# [EXTRACTED INFORMATION]
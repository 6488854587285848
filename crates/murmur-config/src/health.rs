use std::time::Duration;

use serde::Deserialize;

/// Upstream health probing configuration
#[derive(Debug, Deserialize)]
#[serde(deny_unknown_fields)]
pub struct HealthConfig {
    /// Interval for background reachability probes (e.g. "30s"); unset disables them
    #[serde(default)]
    pub probe_interval: Option<String>,
    /// Timeout for a single probe request
    #[serde(default = "default_probe_timeout")]
    pub probe_timeout: String,
}

impl Default for HealthConfig {
    fn default() -> Self {
        Self {
            probe_interval: None,
            probe_timeout: default_probe_timeout(),
        }
    }
}

impl HealthConfig {
    /// Parsed probe interval, `None` when background probing is off
    ///
    /// # Errors
    ///
    /// Returns an error if the configured value is not a valid duration
    pub fn probe_interval(&self) -> anyhow::Result<Option<Duration>> {
        self.probe_interval
            .as_deref()
            .map(|value| crate::parse_duration("server.health.probe_interval", value))
            .transpose()
    }

    /// Parsed probe timeout
    ///
    /// # Errors
    ///
    /// Returns an error if the configured value is not a valid duration
    pub fn probe_timeout(&self) -> anyhow::Result<Duration> {
        crate::parse_duration("server.health.probe_timeout", &self.probe_timeout)
    }
}

fn default_probe_timeout() -> String {
    "5s".to_string()
}
use std::time::Duration;

use serde::Deserialize;

/// CORS configuration
#[derive(Debug, Clone, Deserialize)]
#[serde(deny_unknown_fields)]
pub struct CorsConfig {
    /// Allowed origins (`"*"` or a list)
    #[serde(default)]
    pub origins: AllowList,
    /// Allowed HTTP methods (`"*"` or a list)
    #[serde(default)]
    pub methods: AllowList,
    /// Allowed request headers (`"*"` or a list)
    #[serde(default)]
    pub headers: AllowList,
    /// Preflight cache lifetime in seconds
    #[serde(default)]
    pub max_age: Option<u64>,
}

impl CorsConfig {
    pub fn max_age(&self) -> Option<Duration> {
        self.max_age.map(Duration::from_secs)
    }
}

/// Wildcard or explicit list of allowed values
#[derive(Debug, Clone, Default, PartialEq, Eq, Deserialize)]
#[serde(from = "RawAllowList")]
pub enum AllowList {
    /// Allow everything
    #[default]
    Any,
    /// Allow only the listed values
    Only(Vec<String>),
}

#[derive(Deserialize)]
#[serde(untagged)]
enum RawAllowList {
    One(String),
    Many(Vec<String>),
}

impl From<RawAllowList> for AllowList {
    fn from(raw: RawAllowList) -> Self {
        let values = match raw {
            RawAllowList::One(value) => vec![value],
            RawAllowList::Many(values) => values,
        };

        if values.iter().any(|v| v == "*") {
            Self::Any
        } else {
            Self::Only(values)
        }
    }
}
//! Test server wrapper that starts murmur on a random port

use std::net::SocketAddr;
use std::sync::Arc;

use murmur_config::Config;
use murmur_core::ServiceRegistry;
use murmur_server::Server;
use tokio_util::sync::CancellationToken;

/// A running test server instance
pub struct TestServer {
    addr: SocketAddr,
    shutdown: CancellationToken,
    client: reqwest::Client,
    registry: Arc<ServiceRegistry>,
}

impl TestServer {
    /// Start a test server with the given configuration
    ///
    /// Binds to port 0 for automatic port assignment
    pub async fn start(config: Config) -> anyhow::Result<Self> {
        let server = Server::new(config)?;
        let registry = server.registry();
        let shutdown = CancellationToken::new();

        // Bind the listener here so we know the actual port
        let listener = tokio::net::TcpListener::bind("127.0.0.1:0").await?;
        let addr = listener.local_addr()?;

        let token = shutdown.clone();
        tokio::spawn(async move {
            server.serve_with_listener(listener, token).await.ok();
        });

        let client = reqwest::Client::new();

        Ok(Self {
            addr,
            shutdown,
            client,
            registry,
        })
    }

    /// URL for a path on the running test server
    pub fn url(&self, path: &str) -> String {
        format!("http://{}{path}", self.addr)
    }

    /// Get a reference to the HTTP client
    pub fn client(&self) -> &reqwest::Client {
        &self.client
    }

    /// Registry shared with the running server
    pub fn registry(&self) -> &ServiceRegistry {
        &self.registry
    }

    /// `GET /services` as JSON
    pub async fn services(&self) -> serde_json::Value {
        self.client
            .get(self.url("/services"))
            .send()
            .await
            .unwrap()
            .json()
            .await
            .unwrap()
    }
}

impl Drop for TestServer {
    fn drop(&mut self) {
        self.shutdown.cancel();
    }
}
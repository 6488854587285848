//! Mock `OpenAI` backend for integration tests
//!
//! Serves the three endpoints murmur calls. Failure modes can be switched at
//! runtime so a single test can observe a service going down and back up.

use std::net::SocketAddr;
use std::sync::Arc;
use std::sync::atomic::{AtomicU16, AtomicU32, AtomicU64, Ordering};
use std::time::Duration;

use axum::body::Bytes;
use axum::extract::State;
use axum::http::{HeaderMap, StatusCode, header};
use axum::response::{IntoResponse, Response};
use axum::{Json, Router, routing};
use serde::Deserialize;
use tokio_util::sync::CancellationToken;

use super::config::TEST_API_KEY;

/// Transcript returned by the mock
pub const MOCK_TRANSCRIPT: &str = "hello from mock whisper";

/// Mock provider with request counters and switchable failures
pub struct MockOpenAi {
    addr: SocketAddr,
    shutdown: CancellationToken,
    state: Arc<MockState>,
}

#[derive(Default)]
struct MockState {
    transcription_count: AtomicU32,
    completion_count: AtomicU32,
    models_count: AtomicU32,
    /// Status returned instead of a normal answer (0 = answer normally)
    fail_status: AtomicU16,
    /// Remaining requests to fail; `u32::MAX` fails forever
    fail_remaining: AtomicU32,
    /// Delay before answering any request
    delay_ms: AtomicU64,
}

impl MockOpenAi {
    /// Start a mock that answers every request successfully
    pub async fn start() -> anyhow::Result<Self> {
        let state = Arc::new(MockState::default());

        let app = Router::new()
            .route("/v1/audio/transcriptions", routing::post(handle_transcription))
            .route("/v1/chat/completions", routing::post(handle_chat_completions))
            .route("/v1/models", routing::get(handle_models))
            .with_state(Arc::clone(&state));

        let listener = tokio::net::TcpListener::bind("127.0.0.1:0").await?;
        let addr = listener.local_addr()?;
        let shutdown = CancellationToken::new();
        let shutdown_clone = shutdown.clone();

        tokio::spawn(async move {
            axum::serve(listener, app)
                .with_graceful_shutdown(async move {
                    shutdown_clone.cancelled().await;
                })
                .await
                .ok();
        });

        Ok(Self { addr, shutdown, state })
    }

    /// Base URL including the `/v1` prefix
    pub fn base_url(&self) -> String {
        format!("http://{}/v1", self.addr)
    }

    /// Answer every following request with `status`
    pub fn fail_with(&self, status: u16) {
        self.fail_next(status, u32::MAX);
    }

    /// Answer the next `count` requests with `status`, then recover
    pub fn fail_next(&self, status: u16, count: u32) {
        self.state.fail_status.store(status, Ordering::SeqCst);
        self.state.fail_remaining.store(count, Ordering::SeqCst);
    }

    /// Stop failing
    pub fn recover(&self) {
        self.state.fail_remaining.store(0, Ordering::SeqCst);
    }

    /// Hold every response for `delay`
    pub fn delay(&self, delay: Duration) {
        let millis = u64::try_from(delay.as_millis()).unwrap_or(u64::MAX);
        self.state.delay_ms.store(millis, Ordering::SeqCst);
    }

    pub fn transcription_count(&self) -> u32 {
        self.state.transcription_count.load(Ordering::SeqCst)
    }

    pub fn completion_count(&self) -> u32 {
        self.state.completion_count.load(Ordering::SeqCst)
    }

    pub fn models_count(&self) -> u32 {
        self.state.models_count.load(Ordering::SeqCst)
    }
}

impl Drop for MockOpenAi {
    fn drop(&mut self) {
        self.shutdown.cancel();
    }
}

impl MockState {
    /// Shared prologue: delay, auth check, injected failure
    async fn intercept(&self, headers: &HeaderMap) -> Option<Response> {
        let delay = self.delay_ms.load(Ordering::SeqCst);
        if delay > 0 {
            tokio::time::sleep(Duration::from_millis(delay)).await;
        }

        let expected = format!("Bearer {TEST_API_KEY}");
        let authorized = headers
            .get(header::AUTHORIZATION)
            .and_then(|value| value.to_str().ok())
            .is_some_and(|value| value == expected);
        if !authorized {
            return Some(error_response(StatusCode::UNAUTHORIZED, "invalid api key"));
        }

        let failing = self
            .fail_remaining
            .fetch_update(Ordering::SeqCst, Ordering::SeqCst, |remaining| match remaining {
                0 => None,
                u32::MAX => Some(u32::MAX),
                n => Some(n - 1),
            })
            .is_ok();
        if failing {
            let status = StatusCode::from_u16(self.fail_status.load(Ordering::SeqCst))
                .unwrap_or(StatusCode::INTERNAL_SERVER_ERROR);
            return Some(error_response(status, "mock server intentional failure"));
        }

        None
    }
}

fn error_response(status: StatusCode, message: &str) -> Response {
    (
        status,
        Json(serde_json::json!({
            "error": {
                "message": message,
                "type": "server_error"
            }
        })),
    )
        .into_response()
}

// -- Wire types matching OpenAI format --

#[derive(Debug, Deserialize)]
struct ChatCompletionRequest {
    model: String,
    messages: Vec<ChatMessage>,
}

#[derive(Debug, Deserialize)]
struct ChatMessage {
    role: String,
    content: String,
}

// -- Handlers --

async fn handle_transcription(State(state): State<Arc<MockState>>, headers: HeaderMap, body: Bytes) -> Response {
    state.transcription_count.fetch_add(1, Ordering::SeqCst);

    if let Some(response) = state.intercept(&headers).await {
        return response;
    }

    if body.is_empty() {
        return error_response(StatusCode::BAD_REQUEST, "empty upload");
    }

    Json(serde_json::json!({ "text": format!("  {MOCK_TRANSCRIPT}\n") })).into_response()
}

/// Replies `echo: <last user turn>` so concurrent callers can tell answers apart
async fn handle_chat_completions(
    State(state): State<Arc<MockState>>,
    headers: HeaderMap,
    Json(req): Json<ChatCompletionRequest>,
) -> Response {
    state.completion_count.fetch_add(1, Ordering::SeqCst);

    if let Some(response) = state.intercept(&headers).await {
        return response;
    }

    let last_user = req
        .messages
        .iter()
        .rev()
        .find(|m| m.role == "user")
        .map_or("", |m| m.content.as_str());

    Json(serde_json::json!({
        "id": "chatcmpl-test-123",
        "object": "chat.completion",
        "created": 1_700_000_000,
        "model": req.model,
        "choices": [{
            "index": 0,
            "message": { "role": "assistant", "content": format!("echo: {last_user}") },
            "finish_reason": "stop"
        }],
        "usage": {
            "prompt_tokens": 10,
            "completion_tokens": 5,
            "total_tokens": 15
        }
    }))
    .into_response()
}

async fn handle_models(State(state): State<Arc<MockState>>, headers: HeaderMap) -> Response {
    state.models_count.fetch_add(1, Ordering::SeqCst);

    if let Some(response) = state.intercept(&headers).await {
        return response;
    }

    Json(serde_json::json!({
        "object": "list",
        "data": [{
            "id": "whisper-1",
            "object": "model",
            "created": 1_700_000_000,
            "owned_by": "mock"
        }]
    }))
    .into_response()
}
use std::time::Duration;

use http::StatusCode;
use thiserror::Error;

pub type Result<T> = std::result::Result<T, UpstreamError>;

/// Trait for domain errors that can be converted to HTTP responses
///
/// The handler layer turns these into `{ "error", "kind" }` bodies, keeping
/// domain errors decoupled from axum.
pub trait HttpError: std::error::Error {
    /// HTTP status code for this error
    fn status_code(&self) -> StatusCode;

    /// Machine-readable error kind (e.g. `InvalidInput`)
    fn error_type(&self) -> &str;

    /// Message safe to expose to API consumers
    fn client_message(&self) -> String;
}

/// Error kinds reported to clients in the `kind` field
#[derive(Debug, Clone, Copy, PartialEq, Eq, strum::IntoStaticStr, strum::Display)]
pub enum ErrorKind {
    /// Client sent something we refuse to forward
    InvalidInput,
    /// Provider refused the call or answered with garbage
    UpstreamRejected,
    /// Provider unreachable after all retries
    UpstreamUnavailable,
    /// Last attempt ran into the per-call timeout
    Timeout,
    /// No route for the path
    NotFound,
    /// Route exists but not for this method
    MethodNotAllowed,
}

impl ErrorKind {
    /// HTTP status used for this kind
    pub const fn status_code(self) -> StatusCode {
        match self {
            Self::InvalidInput => StatusCode::BAD_REQUEST,
            Self::UpstreamRejected => StatusCode::BAD_GATEWAY,
            Self::UpstreamUnavailable | Self::Timeout => StatusCode::SERVICE_UNAVAILABLE,
            Self::NotFound => StatusCode::NOT_FOUND,
            Self::MethodNotAllowed => StatusCode::METHOD_NOT_ALLOWED,
        }
    }

    pub fn as_str(self) -> &'static str {
        self.into()
    }
}

/// Errors produced while serving a proxied request
#[derive(Debug, Error)]
pub enum UpstreamError {
    /// Local validation failed; the provider was never contacted
    #[error("invalid input: {0}")]
    InvalidInput(String),

    /// Provider answered with a non-retryable 4xx
    #[error("upstream rejected the request ({status}): {message}")]
    Rejected { status: u16, message: String },

    /// Provider answered 2xx with a body we could not use
    #[error("upstream returned an unusable response: {0}")]
    MalformedResponse(String),

    /// Connection failure, 5xx or rate limiting
    #[error("upstream unavailable: {message}")]
    Unavailable {
        message: String,
        /// Server-provided hint from a `Retry-After` header
        retry_after: Option<Duration>,
    },

    /// A single attempt exceeded its timeout
    #[error("upstream call timed out after {}ms", .0.as_millis())]
    Timeout(Duration),
}

impl UpstreamError {
    pub fn invalid_input(message: impl Into<String>) -> Self {
        Self::InvalidInput(message.into())
    }

    pub const fn kind(&self) -> ErrorKind {
        match self {
            Self::InvalidInput(_) => ErrorKind::InvalidInput,
            Self::Rejected { .. } | Self::MalformedResponse(_) => ErrorKind::UpstreamRejected,
            Self::Unavailable { .. } => ErrorKind::UpstreamUnavailable,
            Self::Timeout(_) => ErrorKind::Timeout,
        }
    }

    /// Whether another attempt may succeed
    pub const fn is_transient(&self) -> bool {
        matches!(self, Self::Unavailable { .. } | Self::Timeout(_))
    }

    /// What this error says about upstream reachability
    ///
    /// `None` for local failures that never reached the provider.
    pub const fn reachability(&self) -> Option<bool> {
        match self {
            Self::InvalidInput(_) => None,
            Self::Rejected { .. } | Self::MalformedResponse(_) => Some(true),
            Self::Unavailable { .. } | Self::Timeout(_) => Some(false),
        }
    }

    /// Classify a non-success HTTP status from the provider
    pub fn from_status(status: StatusCode, body: &str, retry_after: Option<Duration>) -> Self {
        let message = crate::truncate_body(body);

        if status == StatusCode::TOO_MANY_REQUESTS || status.is_server_error() {
            Self::Unavailable {
                message: format!("provider returned {status}: {message}"),
                retry_after,
            }
        } else {
            Self::Rejected {
                status: status.as_u16(),
                message,
            }
        }
    }

    /// Classify a transport-level failure
    pub fn from_transport(error: &reqwest::Error, timeout: Duration) -> Self {
        if error.is_timeout() {
            Self::Timeout(timeout)
        } else if error.is_decode() {
            Self::MalformedResponse(error.to_string())
        } else {
            Self::Unavailable {
                message: error.to_string(),
                retry_after: None,
            }
        }
    }
}

impl HttpError for UpstreamError {
    fn status_code(&self) -> StatusCode {
        self.kind().status_code()
    }

    fn error_type(&self) -> &str {
        self.kind().as_str()
    }

    fn client_message(&self) -> String {
        self.to_string()
    }
}
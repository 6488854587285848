pub(crate) mod openai;

use async_trait::async_trait;
use murmur_core::UpstreamError;

use crate::types::{ChatRequest, ChatResult};

/// A hosted chat-completion backend; one attempt per call
#[async_trait]
pub(crate) trait ChatProvider: Send + Sync {
    async fn complete(&self, request: &ChatRequest) -> Result<ChatResult, UpstreamError>;

    fn name(&self) -> &str;
}
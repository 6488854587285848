use murmur_config::ChatConfig;
use murmur_core::{Upstream, UpstreamError};

use crate::{
    SERVICE_NAME,
    provider::{
        ChatProvider,
        openai::{OpenAiProvider, Sampling},
    },
    types::{ChatBody, ChatRequest, ChatResult, Message, Role},
};

/// Chat service: shapes the conversation, calls the provider under the
/// retry policy and records the outcome in the service registry
pub struct Server {
    provider: Box<dyn ChatProvider>,
    upstream: Upstream,
    system_prompt: Option<String>,
}

impl Server {
    /// Answer one chat request
    pub async fn chat(&self, body: ChatBody) -> crate::Result<ChatResult> {
        let request = shape(body, self.system_prompt.as_deref())?;

        let outcome = murmur_core::retry(self.upstream.retry_policy(), "chat", |attempt| {
            tracing::debug!(provider = self.provider.name(), attempt, "chat attempt");
            self.provider.complete(&request)
        })
        .await;

        self.upstream.registry().record(SERVICE_NAME, &outcome);
        outcome
    }
}

/// Turn a client body into the conversation sent upstream
///
/// Resolves the single-`message` form, validates every turn, prepends the
/// configured system prompt when the client sent none and folds `goals`
/// into the system turn.
fn shape(body: ChatBody, system_prompt: Option<&str>) -> crate::Result<ChatRequest> {
    let mut messages = match (body.messages, body.message) {
        (Some(_), Some(_)) => {
            return Err(UpstreamError::invalid_input(
                "send either 'messages' or 'message', not both",
            ));
        }
        (Some(messages), None) => messages,
        (None, Some(message)) => vec![Message::user(message)],
        (None, None) => return Err(UpstreamError::invalid_input("'messages' is required")),
    };

    if messages.is_empty() {
        return Err(UpstreamError::invalid_input("'messages' must not be empty"));
    }

    if let Some(index) = messages.iter().position(|m| m.content.trim().is_empty()) {
        return Err(UpstreamError::invalid_input(format!(
            "message {index} has empty content"
        )));
    }

    if !messages.iter().any(|m| m.role == Role::User) {
        return Err(UpstreamError::invalid_input(
            "conversation needs at least one user message",
        ));
    }

    let has_system = messages.iter().any(|m| m.role == Role::System);
    if !has_system && let Some(prompt) = system_prompt.map(str::trim).filter(|p| !p.is_empty()) {
        messages.insert(0, Message::system(prompt));
    }

    let goals: Vec<&str> = body.goals.iter().map(String::as_str).map(str::trim).filter(|g| !g.is_empty()).collect();
    if !goals.is_empty() {
        let line = format!("User goals: {}", goals.join(", "));

        match messages.iter_mut().find(|m| m.role == Role::System) {
            Some(system) => {
                system.content.push_str("\n\n");
                system.content.push_str(&line);
            }
            None => messages.insert(0, Message::system(line)),
        }
    }

    Ok(ChatRequest { messages })
}

/// Builder for constructing the chat server from configuration
pub(crate) struct ChatServerBuilder<'a> {
    config: &'a ChatConfig,
    upstream: Upstream,
}

impl<'a> ChatServerBuilder<'a> {
    pub fn new(config: &'a ChatConfig, upstream: Upstream) -> Self {
        Self { config, upstream }
    }

    pub fn build(self) -> anyhow::Result<Server> {
        let timeout = self.config.timeout()?;
        let sampling = Sampling {
            model: self.config.model.clone(),
            max_tokens: self.config.max_tokens,
            temperature: self.config.temperature,
        };

        tracing::debug!(
            model = %sampling.model,
            max_tokens = sampling.max_tokens,
            timeout_ms = u64::try_from(timeout.as_millis()).unwrap_or(u64::MAX),
            "initializing chat service"
        );

        Ok(Server {
            provider: Box::new(OpenAiProvider::new(self.upstream.clone(), sampling, timeout)),
            upstream: self.upstream,
            system_prompt: self.config.system_prompt.clone(),
        })
    }
}
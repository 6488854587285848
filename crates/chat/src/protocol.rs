//! `OpenAI` chat completion API wire format types

use serde::{Deserialize, Serialize};

use crate::types::{Message, Usage};

/// `OpenAI` chat completion request
#[derive(Debug, Serialize)]
pub(crate) struct OpenAiRequest<'a> {
    pub model: &'a str,
    pub messages: &'a [Message],
    pub max_tokens: u32,
    pub temperature: f64,
}

/// `OpenAI` chat completion response, reduced to the fields we use
#[derive(Debug, Deserialize)]
pub(crate) struct OpenAiResponse {
    #[serde(default)]
    pub model: Option<String>,
    #[serde(default)]
    pub choices: Vec<OpenAiChoice>,
    #[serde(default)]
    pub usage: Option<Usage>,
}

#[derive(Debug, Deserialize)]
pub(crate) struct OpenAiChoice {
    pub message: OpenAiMessage,
    #[serde(default)]
    pub finish_reason: Option<String>,
}

#[derive(Debug, Deserialize)]
pub(crate) struct OpenAiMessage {
    /// Null when the model refused or only produced tool calls
    #[serde(default)]
    pub content: Option<String>,
}

impl OpenAiResponse {
    /// Trimmed text of the first choice, if it has any
    pub fn reply(&self) -> Option<&str> {
        self.choices
            .first()?
            .message
            .content
            .as_deref()
            .map(str::trim)
            .filter(|text| !text.is_empty())
    }
}
use std::sync::Arc;

use axum::body::Body;
use axum::extract::multipart::Field;
use axum::extract::{FromRequest, Multipart};
use axum::response::{IntoResponse, Response};
use base64::Engine;
use base64::engine::general_purpose::STANDARD;
use bytes::{Bytes, BytesMut};
use murmur_core::UpstreamError;

use crate::server::Server;
use crate::types::{TranscribeBody, TranscriptionRequest};

/// Longest accepted `language` form field
const MAX_LANGUAGE_BYTES: usize = 64;

/// Extractor for `POST /transcribe`
///
/// Accepts either a JSON body with base64 audio or a multipart form with a
/// `file` part and an optional `language` field. Anything else is rejected
/// as invalid input. The whole body is capped by the route's
/// `DefaultBodyLimit`; the audio part is additionally capped at
/// `max_audio_bytes`.
pub struct ExtractAudio(pub TranscriptionRequest);

impl FromRequest<Arc<Server>> for ExtractAudio {
    type Rejection = Response;

    async fn from_request(request: http::Request<Body>, server: &Arc<Server>) -> Result<Self, Self::Rejection> {
        let content_type = request
            .headers()
            .get(http::header::CONTENT_TYPE)
            .and_then(|v| v.to_str().ok())
            .unwrap_or("")
            .to_ascii_lowercase();

        let parsed = if content_type.starts_with("application/json") {
            from_json(request, server).await
        } else if content_type.starts_with("multipart/form-data") {
            from_multipart(request, server).await
        } else {
            Err(invalid(
                "expected Content-Type: application/json or multipart/form-data",
            ))
        };

        parsed.map(Self).map_err(IntoResponse::into_response)
    }
}

async fn from_json(request: http::Request<Body>, server: &Server) -> Result<TranscriptionRequest, UpstreamError> {
    let bytes = axum::body::to_bytes(request.into_body(), server.body_limit())
        .await
        .map_err(|e| invalid(format!("failed to read request body: {e}")))?;

    let body: TranscribeBody =
        serde_json::from_slice(&bytes).map_err(|e| invalid(format!("invalid JSON body: {e}")))?;

    let audio = STANDARD
        .decode(body.audio.trim())
        .map_err(|e| invalid(format!("audio is not valid base64: {e}")))?;

    Ok(TranscriptionRequest {
        audio: Bytes::from(audio),
        language: body.language,
        filename: body.filename,
        content_type: None,
    })
}

async fn from_multipart(request: http::Request<Body>, server: &Server) -> Result<TranscriptionRequest, UpstreamError> {
    let mut multipart = Multipart::from_request(request, &())
        .await
        .map_err(|e| invalid(format!("failed to parse multipart form: {e}")))?;

    let mut audio: Option<Bytes> = None;
    let mut filename = None;
    let mut content_type = None;
    let mut language = None;

    while let Some(mut field) = multipart
        .next_field()
        .await
        .map_err(|e| invalid(format!("failed to read multipart form: {e}")))?
    {
        match field.name().unwrap_or("") {
            "file" => {
                filename = field.file_name().map(str::to_owned);
                content_type = field.content_type().map(str::to_owned);

                let mut buffer = BytesMut::new();
                while let Some(chunk) = field
                    .chunk()
                    .await
                    .map_err(|e| invalid(format!("failed to read audio data: {e}")))?
                {
                    if buffer.len() + chunk.len() > server.max_audio_bytes() {
                        return Err(invalid(format!(
                            "audio payload exceeds the limit of {} bytes",
                            server.max_audio_bytes()
                        )));
                    }
                    buffer.extend_from_slice(&chunk);
                }
                audio = Some(buffer.freeze());
            }
            "language" => {
                language = Some(read_text(&mut field, MAX_LANGUAGE_BYTES, "language").await?);
            }
            _ => {}
        }
    }

    let audio = audio.ok_or_else(|| invalid("missing required 'file' field in multipart form"))?;

    Ok(TranscriptionRequest {
        audio,
        language,
        filename,
        content_type,
    })
}

/// Read a small text field, refusing anything longer than `limit` bytes
async fn read_text(field: &mut Field<'_>, limit: usize, name: &str) -> Result<String, UpstreamError> {
    let mut buffer = BytesMut::new();
    while let Some(chunk) = field
        .chunk()
        .await
        .map_err(|e| invalid(format!("failed to read {name} field: {e}")))?
    {
        if buffer.len() + chunk.len() > limit {
            return Err(invalid(format!("{name} field exceeds the limit of {limit} bytes")));
        }
        buffer.extend_from_slice(&chunk);
    }

    String::from_utf8(buffer.to_vec()).map_err(|_| invalid(format!("{name} field is not valid UTF-8")))
}

fn invalid(message: impl Into<String>) -> UpstreamError {
    UpstreamError::invalid_input(message)
}
//! Reachability probes against the provider's model listing

use std::sync::Arc;
use std::time::Duration;

use murmur_core::{ServiceRegistry, Upstream};
use tokio::task::JoinHandle;
use tokio_util::sync::CancellationToken;

/// Probes `GET {base}/models` and records the result for every service
/// backed by that provider
#[derive(Debug, Clone)]
pub struct Prober {
    upstream: Upstream,
    services: Arc<[&'static str]>,
    timeout: Duration,
}

impl Prober {
    pub fn new(upstream: Upstream, services: &[&'static str], timeout: Duration) -> Self {
        Self {
            upstream,
            services: services.into(),
            timeout,
        }
    }

    fn registry(&self) -> &ServiceRegistry {
        self.upstream.registry()
    }

    /// Run one probe; a single attempt, no retries
    pub async fn probe(&self) {
        let outcome = self.upstream.send(self.upstream.get("models"), self.timeout).await;

        match &outcome {
            Ok(_) => tracing::debug!("upstream probe succeeded"),
            Err(error) => tracing::warn!(error = %error, "upstream probe failed"),
        }

        for service in self.services.iter() {
            self.registry().record(service, &outcome);
        }
    }

    /// Probe on a fixed interval until `shutdown` is cancelled
    pub fn spawn(self, interval: Duration, shutdown: CancellationToken) -> JoinHandle<()> {
        tracing::info!(
            interval_ms = u64::try_from(interval.as_millis()).unwrap_or(u64::MAX),
            "starting background upstream probes"
        );

        tokio::spawn(async move {
            let mut ticker = tokio::time::interval(interval);
            ticker.set_missed_tick_behavior(tokio::time::MissedTickBehavior::Delay);

            loop {
                tokio::select! {
                    () = shutdown.cancelled() => break,
                    _ = ticker.tick() => self.probe().await,
                }
            }

            tracing::debug!("background upstream probes stopped");
        })
    }
}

# [ASSIGNMENT]
Search the records above for the string "application". Copy every line that contains it.

# [EXERCISE SOLUTION]
        let parsed = if content_type.starts_with("application/json") {
                "expected Content-Type: application/json or multipart/form-data",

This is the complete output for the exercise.